[Records excerpted from a collection]
==========

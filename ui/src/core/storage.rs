//! Local persistence for the user's language preference.
//!
//! Web builds use `localStorage`; native builds keep a one-line file in the
//! platform data directory. Persistence is best effort: failures are logged
//! and otherwise ignored.

const LANGUAGE_KEY: &str = "fatturino.language";

pub fn load_language_preference() -> Option<String> {
    let raw = read_value(LANGUAGE_KEY)?;
    let trimmed = raw.trim();
    if trimmed.is_empty() {
        None
    } else {
        Some(trimmed.to_string())
    }
}

pub fn save_language_preference(code: &str) {
    if let Err(err) = write_value(LANGUAGE_KEY, code) {
        tracing::warn!(%err, language = code, "could not persist language preference");
    }
}

#[cfg(target_arch = "wasm32")]
fn local_storage() -> Option<web_sys::Storage> {
    web_sys::window()?.local_storage().ok().flatten()
}

#[cfg(target_arch = "wasm32")]
fn read_value(key: &str) -> Option<String> {
    local_storage()?.get_item(key).ok().flatten()
}

#[cfg(target_arch = "wasm32")]
fn write_value(key: &str, value: &str) -> Result<(), String> {
    let storage = local_storage().ok_or("localStorage unavailable")?;
    storage
        .set_item(key, value)
        .map_err(|_| "localStorage write rejected".to_string())
}

#[cfg(not(target_arch = "wasm32"))]
fn preference_path(key: &str) -> Option<std::path::PathBuf> {
    let dirs = directories::ProjectDirs::from("com", "Fatturino", "Fatturino")?;
    Some(dirs.data_dir().join(key))
}

#[cfg(not(target_arch = "wasm32"))]
fn read_value(key: &str) -> Option<String> {
    std::fs::read_to_string(preference_path(key)?).ok()
}

#[cfg(not(target_arch = "wasm32"))]
fn write_value(key: &str, value: &str) -> Result<(), String> {
    let path = preference_path(key).ok_or("Unable to determine data directory")?;
    if let Some(dir) = path.parent() {
        std::fs::create_dir_all(dir).map_err(|err| err.to_string())?;
    }
    std::fs::write(&path, value).map_err(|err| err.to_string())
}
//! Timer and clock utilities shared by the loader and the scheduler.

#[cfg(not(target_arch = "wasm32"))]
use once_cell::sync::Lazy;

#[cfg(not(target_arch = "wasm32"))]
static EPOCH: Lazy<std::time::Instant> = Lazy::new(std::time::Instant::now);

/// Suspend the current task for `ms` milliseconds. Zero returns immediately.
pub async fn sleep_ms(ms: u64) {
    if ms == 0 {
        return;
    }

    #[cfg(target_arch = "wasm32")]
    {
        let capped = u32::try_from(ms).unwrap_or(u32::MAX);
        gloo_timers::future::TimeoutFuture::new(capped).await;
    }

    #[cfg(not(target_arch = "wasm32"))]
    {
        tokio::time::sleep(std::time::Duration::from_millis(ms)).await;
    }
}

/// Monotonic milliseconds since an arbitrary process-local origin.
pub fn now_ms() -> f64 {
    #[cfg(target_arch = "wasm32")]
    {
        web_sys::window()
            .and_then(|w| w.performance())
            .map(|p| p.now())
            .unwrap_or_else(js_sys::Date::now)
    }

    #[cfg(not(target_arch = "wasm32"))]
    {
        EPOCH.elapsed().as_secs_f64() * 1000.0
    }
}

/// Measures the wall time of one operation.
#[derive(Debug, Clone, Copy)]
pub struct Stopwatch {
    started_ms: f64,
}

impl Stopwatch {
    pub fn start() -> Self {
        Self {
            started_ms: now_ms(),
        }
    }

    pub fn elapsed_ms(&self) -> f64 {
        (now_ms() - self.started_ms).max(0.0)
    }
}

#[cfg(test)]
mod tests {
    use super::*;

    #[test]
    fn clock_is_monotonic() {
        let a = now_ms();
        let b = now_ms();
        assert!(b >= a);
    }

    #[tokio::test]
    async fn stopwatch_measures_sleep() {
        let watch = Stopwatch::start();
        sleep_ms(5).await;
        assert!(watch.elapsed_ms() >= 4.0);
    }
}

==========

### What is expected
Would you be able to transcribe every line of the data exactly?

### Response
filename ui/src/core/storage.rs
//! Local persistence for the user's language preference.
//!
//! Web builds use `localStorage`; native builds keep a one-line file in the
//! platform data directory. Persistence is best effort: failures are logged
//! and otherwise ignored.

const LANGUAGE_KEY: &str = "fatturino.language";

pub fn load_language_preference() -> Option<String> {
    let raw = read_value(LANGUAGE_KEY)?;
    let trimmed = raw.trim();
    if trimmed.is_empty() {
        None
    } else {
        Some(trimmed.to_string())
    }
}

pub fn save_language_preference(code: &str) {
    if let Err(err) = write_value(LANGUAGE_KEY, code) {
        tracing::warn!(%err, language = code, "could not persist language preference");
    }
}

#[cfg(target_arch = "wasm32")]
fn local_storage() -> Option<web_sys::Storage> {
    web_sys::window()?.local_storage().ok().flatten()
}

#[cfg(target_arch = "wasm32")]
fn read_value(key: &str) -> Option<String> {
    local_storage()?.get_item(key).ok().flatten()
}

#[cfg(target_arch = "wasm32")]
fn write_value(key: &str, value: &str) -> Result<(), String> {
    let storage = local_storage().ok_or("localStorage unavailable")?;
    storage
        .set_item(key, value)
        .map_err(|_| "localStorage write rejected".to_string())
}

#[cfg(not(target_arch = "wasm32"))]
fn preference_path(key: &str) -> Option<std::path::PathBuf> {
    let dirs = directories::ProjectDirs::from("com", "Fatturino", "Fatturino")?;
    Some(dirs.data_dir().join(key))
}

#[cfg(not(target_arch = "wasm32"))]
fn read_value(key: &str) -> Option<String> {
    std::fs::read_to_string(preference_path(key)?).ok()
}

#[cfg(not(target_arch = "wasm32"))]
fn write_value(key: &str, value: &str) -> Result<(), String> {
    let path = preference_path(key).ok_or("Unable to determine data directory")?;
    if let Some(dir) = path.parent() {
        std::fs::create_dir_all(dir).map_err(|err| err.to_string())?;
    }
    std::fs::write(&path, value).map_err(|err| err.to_string())
}
//! Timer and clock utilities shared by the loader and the scheduler.

#[cfg(not(target_arch = "wasm32"))]
use once_cell::sync::Lazy;

#[cfg(not(target_arch = "wasm32"))]
static EPOCH: Lazy<std::time::Instant> = Lazy::new(std::time::Instant::now);

/// Suspend the current task for `ms` milliseconds. Zero returns immediately.
pub async fn sleep_ms(ms: u64) {
    if ms == 0 {
        return;
    }

    #[cfg(target_arch = "wasm32")]
    {
        let capped = u32::try_from(ms).unwrap_or(u32::MAX);
        gloo_timers::future::TimeoutFuture::new(capped).await;
    }

    #[cfg(not(target_arch = "wasm32"))]
    {
        tokio::time::sleep(std::time::Duration::from_millis(ms)).await;
    }
}

/// Monotonic milliseconds since an arbitrary process-local origin.
pub fn now_ms() -> f64 {
    #[cfg(target_arch = "wasm32")]
    {
        web_sys::window()
            .and_then(|w| w.performance())
            .map(|p| p.now())
            .unwrap_or_else(js_sys::Date::now)
    }

    #[cfg(not(target_arch = "wasm32"))]
    {
        EPOCH.elapsed().as_secs_f64() * 1000.0
    }
}

/// Measures the wall time of one operation.
#[derive(Debug, Clone, Copy)]
pub struct Stopwatch {
    started_ms: f64,
}

impl Stopwatch {
    pub fn start() -> Self {
        Self {
            started_ms: now_ms(),
        }
    }

    pub fn elapsed_ms(&self) -> f64 {
        (now_ms() - self.started_ms).max(0.0)
    }
}

#[cfg(test)]
mod tests {
    use super::*;

    #[test]
    fn clock_is_monotonic() {
        let a = now_ms();
        let b = now_ms();
        assert!(b >= a);
    }

    #[tokio::test]
    async fn stopwatch_measures_sleep() {
        let watch = Stopwatch::start();
        sleep_ms(5).await;
        assert!(watch.elapsed_ms() >= 4.0);
    }
}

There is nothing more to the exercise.